#### [Saved entries]

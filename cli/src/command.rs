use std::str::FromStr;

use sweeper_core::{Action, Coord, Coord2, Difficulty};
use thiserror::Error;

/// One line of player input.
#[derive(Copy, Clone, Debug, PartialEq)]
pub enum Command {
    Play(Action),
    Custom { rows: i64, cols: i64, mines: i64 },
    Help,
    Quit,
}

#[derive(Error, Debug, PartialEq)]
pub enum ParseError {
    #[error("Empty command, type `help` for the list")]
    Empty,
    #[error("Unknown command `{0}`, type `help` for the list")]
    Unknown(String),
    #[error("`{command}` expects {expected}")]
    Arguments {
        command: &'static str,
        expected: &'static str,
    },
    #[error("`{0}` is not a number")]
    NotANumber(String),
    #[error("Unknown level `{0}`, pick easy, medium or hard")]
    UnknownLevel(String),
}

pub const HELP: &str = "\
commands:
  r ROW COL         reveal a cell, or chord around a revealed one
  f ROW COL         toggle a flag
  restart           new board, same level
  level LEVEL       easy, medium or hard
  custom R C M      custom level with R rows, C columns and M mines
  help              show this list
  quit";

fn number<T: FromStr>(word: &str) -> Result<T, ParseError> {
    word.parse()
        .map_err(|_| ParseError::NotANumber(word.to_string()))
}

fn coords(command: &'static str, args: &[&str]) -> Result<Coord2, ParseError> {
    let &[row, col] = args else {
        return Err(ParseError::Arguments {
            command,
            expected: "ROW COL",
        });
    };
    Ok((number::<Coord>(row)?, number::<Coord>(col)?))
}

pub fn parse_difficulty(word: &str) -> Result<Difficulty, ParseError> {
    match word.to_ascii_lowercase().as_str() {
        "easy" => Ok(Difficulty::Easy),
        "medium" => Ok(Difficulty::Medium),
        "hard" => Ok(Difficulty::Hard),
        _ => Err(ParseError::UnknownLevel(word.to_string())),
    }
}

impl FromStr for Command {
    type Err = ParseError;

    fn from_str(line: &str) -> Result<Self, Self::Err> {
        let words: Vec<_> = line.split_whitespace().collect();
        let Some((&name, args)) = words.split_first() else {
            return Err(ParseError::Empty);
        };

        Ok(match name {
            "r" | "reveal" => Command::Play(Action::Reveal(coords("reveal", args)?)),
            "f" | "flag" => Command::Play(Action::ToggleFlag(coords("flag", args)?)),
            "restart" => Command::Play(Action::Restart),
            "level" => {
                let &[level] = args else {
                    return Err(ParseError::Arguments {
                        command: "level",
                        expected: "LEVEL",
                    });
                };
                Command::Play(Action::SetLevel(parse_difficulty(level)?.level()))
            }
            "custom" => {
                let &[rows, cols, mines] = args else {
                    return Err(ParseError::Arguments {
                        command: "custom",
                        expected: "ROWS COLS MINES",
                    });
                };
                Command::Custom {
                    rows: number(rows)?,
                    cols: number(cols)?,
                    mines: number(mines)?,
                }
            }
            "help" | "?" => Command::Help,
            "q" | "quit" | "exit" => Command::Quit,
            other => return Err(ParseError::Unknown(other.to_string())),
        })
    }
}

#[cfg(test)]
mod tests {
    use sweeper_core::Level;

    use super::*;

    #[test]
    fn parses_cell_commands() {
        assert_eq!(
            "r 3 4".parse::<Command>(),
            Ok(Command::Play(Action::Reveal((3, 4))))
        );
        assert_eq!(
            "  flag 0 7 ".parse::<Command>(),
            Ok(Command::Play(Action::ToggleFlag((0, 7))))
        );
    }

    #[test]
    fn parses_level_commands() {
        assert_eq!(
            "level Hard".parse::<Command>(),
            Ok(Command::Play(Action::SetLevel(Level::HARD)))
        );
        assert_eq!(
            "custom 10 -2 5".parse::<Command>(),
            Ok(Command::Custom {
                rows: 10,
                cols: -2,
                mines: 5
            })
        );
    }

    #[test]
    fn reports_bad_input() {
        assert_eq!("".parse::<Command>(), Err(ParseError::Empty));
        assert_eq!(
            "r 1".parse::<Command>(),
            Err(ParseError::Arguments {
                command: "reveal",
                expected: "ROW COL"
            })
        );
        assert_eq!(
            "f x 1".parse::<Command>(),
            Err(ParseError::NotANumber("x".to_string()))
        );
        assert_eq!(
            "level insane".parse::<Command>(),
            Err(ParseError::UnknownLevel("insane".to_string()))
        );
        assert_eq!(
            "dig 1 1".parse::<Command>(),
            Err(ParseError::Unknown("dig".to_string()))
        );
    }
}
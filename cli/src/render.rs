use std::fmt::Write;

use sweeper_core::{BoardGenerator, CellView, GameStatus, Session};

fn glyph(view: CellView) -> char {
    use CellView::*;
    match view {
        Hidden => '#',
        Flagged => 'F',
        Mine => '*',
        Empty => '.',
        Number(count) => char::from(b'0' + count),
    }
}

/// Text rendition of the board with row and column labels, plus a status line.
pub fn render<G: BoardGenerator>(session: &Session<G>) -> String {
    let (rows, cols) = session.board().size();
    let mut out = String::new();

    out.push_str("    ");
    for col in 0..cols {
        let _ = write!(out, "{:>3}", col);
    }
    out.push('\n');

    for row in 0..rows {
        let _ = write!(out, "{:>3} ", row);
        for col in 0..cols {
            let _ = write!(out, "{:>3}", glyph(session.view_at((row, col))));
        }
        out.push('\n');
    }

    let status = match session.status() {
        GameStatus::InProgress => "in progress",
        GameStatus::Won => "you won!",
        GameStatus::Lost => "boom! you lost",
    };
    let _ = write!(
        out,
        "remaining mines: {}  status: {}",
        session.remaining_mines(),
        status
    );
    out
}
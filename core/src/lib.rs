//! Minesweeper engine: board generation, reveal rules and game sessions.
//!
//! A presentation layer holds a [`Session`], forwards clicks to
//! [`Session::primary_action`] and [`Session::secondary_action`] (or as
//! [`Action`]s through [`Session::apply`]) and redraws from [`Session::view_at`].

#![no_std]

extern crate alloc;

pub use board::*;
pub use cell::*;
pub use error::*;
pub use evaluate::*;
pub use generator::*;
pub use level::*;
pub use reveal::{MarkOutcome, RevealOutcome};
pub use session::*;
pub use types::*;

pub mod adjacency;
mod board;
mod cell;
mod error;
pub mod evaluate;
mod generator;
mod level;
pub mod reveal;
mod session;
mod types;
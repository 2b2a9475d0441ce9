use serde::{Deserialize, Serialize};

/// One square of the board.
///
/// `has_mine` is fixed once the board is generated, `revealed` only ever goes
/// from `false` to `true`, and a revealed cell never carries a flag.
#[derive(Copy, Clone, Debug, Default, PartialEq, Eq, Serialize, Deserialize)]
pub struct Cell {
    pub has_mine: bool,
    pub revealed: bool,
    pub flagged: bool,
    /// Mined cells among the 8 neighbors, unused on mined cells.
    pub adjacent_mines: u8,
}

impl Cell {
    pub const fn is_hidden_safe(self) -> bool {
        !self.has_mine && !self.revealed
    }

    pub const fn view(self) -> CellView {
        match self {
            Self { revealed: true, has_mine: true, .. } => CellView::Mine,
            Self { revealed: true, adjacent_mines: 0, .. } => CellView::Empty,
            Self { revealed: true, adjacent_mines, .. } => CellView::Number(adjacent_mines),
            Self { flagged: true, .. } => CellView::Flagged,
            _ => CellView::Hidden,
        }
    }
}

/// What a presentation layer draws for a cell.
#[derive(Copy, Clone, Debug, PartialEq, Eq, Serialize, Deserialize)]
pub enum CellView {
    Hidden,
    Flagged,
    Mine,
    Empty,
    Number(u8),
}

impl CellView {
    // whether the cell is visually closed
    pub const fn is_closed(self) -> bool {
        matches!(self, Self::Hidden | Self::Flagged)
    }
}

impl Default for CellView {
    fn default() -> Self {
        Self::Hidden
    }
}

#### [ACTION ITEM]
A faithful copy of every record is required; output it in full.

#### [ANSWER BOX]
filename cli/src/command.rs
use std::str::FromStr;

use sweeper_core::{Action, Coord, Coord2, Difficulty};
use thiserror::Error;

/// One line of player input.
#[derive(Copy, Clone, Debug, PartialEq)]
pub enum Command {
    Play(Action),
    Custom { rows: i64, cols: i64, mines: i64 },
    Help,
    Quit,
}

#[derive(Error, Debug, PartialEq)]
pub enum ParseError {
    #[error("Empty command, type `help` for the list")]
    Empty,
    #[error("Unknown command `{0}`, type `help` for the list")]
    Unknown(String),
    #[error("`{command}` expects {expected}")]
    Arguments {
        command: &'static str,
        expected: &'static str,
    },
    #[error("`{0}` is not a number")]
    NotANumber(String),
    #[error("Unknown level `{0}`, pick easy, medium or hard")]
    UnknownLevel(String),
}

pub const HELP: &str = "\
commands:
  r ROW COL         reveal a cell, or chord around a revealed one
  f ROW COL         toggle a flag
  restart           new board, same level
  level LEVEL       easy, medium or hard
  custom R C M      custom level with R rows, C columns and M mines
  help              show this list
  quit";

fn number<T: FromStr>(word: &str) -> Result<T, ParseError> {
    word.parse()
        .map_err(|_| ParseError::NotANumber(word.to_string()))
}

fn coords(command: &'static str, args: &[&str]) -> Result<Coord2, ParseError> {
    let &[row, col] = args else {
        return Err(ParseError::Arguments {
            command,
            expected: "ROW COL",
        });
    };
    Ok((number::<Coord>(row)?, number::<Coord>(col)?))
}

pub fn parse_difficulty(word: &str) -> Result<Difficulty, ParseError> {
    match word.to_ascii_lowercase().as_str() {
        "easy" => Ok(Difficulty::Easy),
        "medium" => Ok(Difficulty::Medium),
        "hard" => Ok(Difficulty::Hard),
        _ => Err(ParseError::UnknownLevel(word.to_string())),
    }
}

impl FromStr for Command {
    type Err = ParseError;

    fn from_str(line: &str) -> Result<Self, Self::Err> {
        let words: Vec<_> = line.split_whitespace().collect();
        let Some((&name, args)) = words.split_first() else {
            return Err(ParseError::Empty);
        };

        Ok(match name {
            "r" | "reveal" => Command::Play(Action::Reveal(coords("reveal", args)?)),
            "f" | "flag" => Command::Play(Action::ToggleFlag(coords("flag", args)?)),
            "restart" => Command::Play(Action::Restart),
            "level" => {
                let &[level] = args else {
                    return Err(ParseError::Arguments {
                        command: "level",
                        expected: "LEVEL",
                    });
                };
                Command::Play(Action::SetLevel(parse_difficulty(level)?.level()))
            }
            "custom" => {
                let &[rows, cols, mines] = args else {
                    return Err(ParseError::Arguments {
                        command: "custom",
                        expected: "ROWS COLS MINES",
                    });
                };
                Command::Custom {
                    rows: number(rows)?,
                    cols: number(cols)?,
                    mines: number(mines)?,
                }
            }
            "help" | "?" => Command::Help,
            "q" | "quit" | "exit" => Command::Quit,
            other => return Err(ParseError::Unknown(other.to_string())),
        })
    }
}

#[cfg(test)]
mod tests {
    use sweeper_core::Level;

    use super::*;

    #[test]
    fn parses_cell_commands() {
        assert_eq!(
            "r 3 4".parse::<Command>(),
            Ok(Command::Play(Action::Reveal((3, 4))))
        );
        assert_eq!(
            "  flag 0 7 ".parse::<Command>(),
            Ok(Command::Play(Action::ToggleFlag((0, 7))))
        );
    }

    #[test]
    fn parses_level_commands() {
        assert_eq!(
            "level Hard".parse::<Command>(),
            Ok(Command::Play(Action::SetLevel(Level::HARD)))
        );
        assert_eq!(
            "custom 10 -2 5".parse::<Command>(),
            Ok(Command::Custom {
                rows: 10,
                cols: -2,
                mines: 5
            })
        );
    }

    #[test]
    fn reports_bad_input() {
        assert_eq!("".parse::<Command>(), Err(ParseError::Empty));
        assert_eq!(
            "r 1".parse::<Command>(),
            Err(ParseError::Arguments {
                command: "reveal",
                expected: "ROW COL"
            })
        );
        assert_eq!(
            "f x 1".parse::<Command>(),
            Err(ParseError::NotANumber("x".to_string()))
        );
        assert_eq!(
            "level insane".parse::<Command>(),
            Err(ParseError::UnknownLevel("insane".to_string()))
        );
        assert_eq!(
            "dig 1 1".parse::<Command>(),
            Err(ParseError::Unknown("dig".to_string()))
        );
    }
}
filename cli/src/render.rs
use std::fmt::Write;

use sweeper_core::{BoardGenerator, CellView, GameStatus, Session};

fn glyph(view: CellView) -> char {
    use CellView::*;
    match view {
        Hidden => '#',
        Flagged => 'F',
        Mine => '*',
        Empty => '.',
        Number(count) => char::from(b'0' + count),
    }
}

/// Text rendition of the board with row and column labels, plus a status line.
pub fn render<G: BoardGenerator>(session: &Session<G>) -> String {
    let (rows, cols) = session.board().size();
    let mut out = String::new();

    out.push_str("    ");
    for col in 0..cols {
        let _ = write!(out, "{:>3}", col);
    }
    out.push('\n');

    for row in 0..rows {
        let _ = write!(out, "{:>3} ", row);
        for col in 0..cols {
            let _ = write!(out, "{:>3}", glyph(session.view_at((row, col))));
        }
        out.push('\n');
    }

    let status = match session.status() {
        GameStatus::InProgress => "in progress",
        GameStatus::Won => "you won!",
        GameStatus::Lost => "boom! you lost",
    };
    let _ = write!(
        out,
        "remaining mines: {}  status: {}",
        session.remaining_mines(),
        status
    );
    out
}
filename core/src/lib.rs
//! Minesweeper engine: board generation, reveal rules and game sessions.
//!
//! A presentation layer holds a [`Session`], forwards clicks to
//! [`Session::primary_action`] and [`Session::secondary_action`] (or as
//! [`Action`]s through [`Session::apply`]) and redraws from [`Session::view_at`].

#![no_std]

extern crate alloc;

pub use board::*;
pub use cell::*;
pub use error::*;
pub use evaluate::*;
pub use generator::*;
pub use level::*;
pub use reveal::{MarkOutcome, RevealOutcome};
pub use session::*;
pub use types::*;

pub mod adjacency;
mod board;
mod cell;
mod error;
pub mod evaluate;
mod generator;
mod level;
pub mod reveal;
mod session;
mod types;
repository 2b2a9475d0441ce9
use serde::{Deserialize, Serialize};

/// One square of the board.
///
/// `has_mine` is fixed once the board is generated, `revealed` only ever goes
/// from `false` to `true`, and a revealed cell never carries a flag.
#[derive(Copy, Clone, Debug, Default, PartialEq, Eq, Serialize, Deserialize)]
pub struct Cell {
    pub has_mine: bool,
    pub revealed: bool,
    pub flagged: bool,
    /// Mined cells among the 8 neighbors, unused on mined cells.
    pub adjacent_mines: u8,
}

impl Cell {
    pub const fn is_hidden_safe(self) -> bool {
        !self.has_mine && !self.revealed
    }

    pub const fn view(self) -> CellView {
        match self {
            Self { revealed: true, has_mine: true, .. } => CellView::Mine,
            Self { revealed: true, adjacent_mines: 0, .. } => CellView::Empty,
            Self { revealed: true, adjacent_mines, .. } => CellView::Number(adjacent_mines),
            Self { flagged: true, .. } => CellView::Flagged,
            _ => CellView::Hidden,
        }
    }
}

/// What a presentation layer draws for a cell.
#[derive(Copy, Clone, Debug, PartialEq, Eq, Serialize, Deserialize)]
pub enum CellView {
    Hidden,
    Flagged,
    Mine,
    Empty,
    Number(u8),
}

impl CellView {
    // whether the cell is visually closed
    pub const fn is_closed(self) -> bool {
        matches!(self, Self::Hidden | Self::Flagged)
    }
}

impl Default for CellView {
    fn default() -> Self {
        Self::Hidden
    }
}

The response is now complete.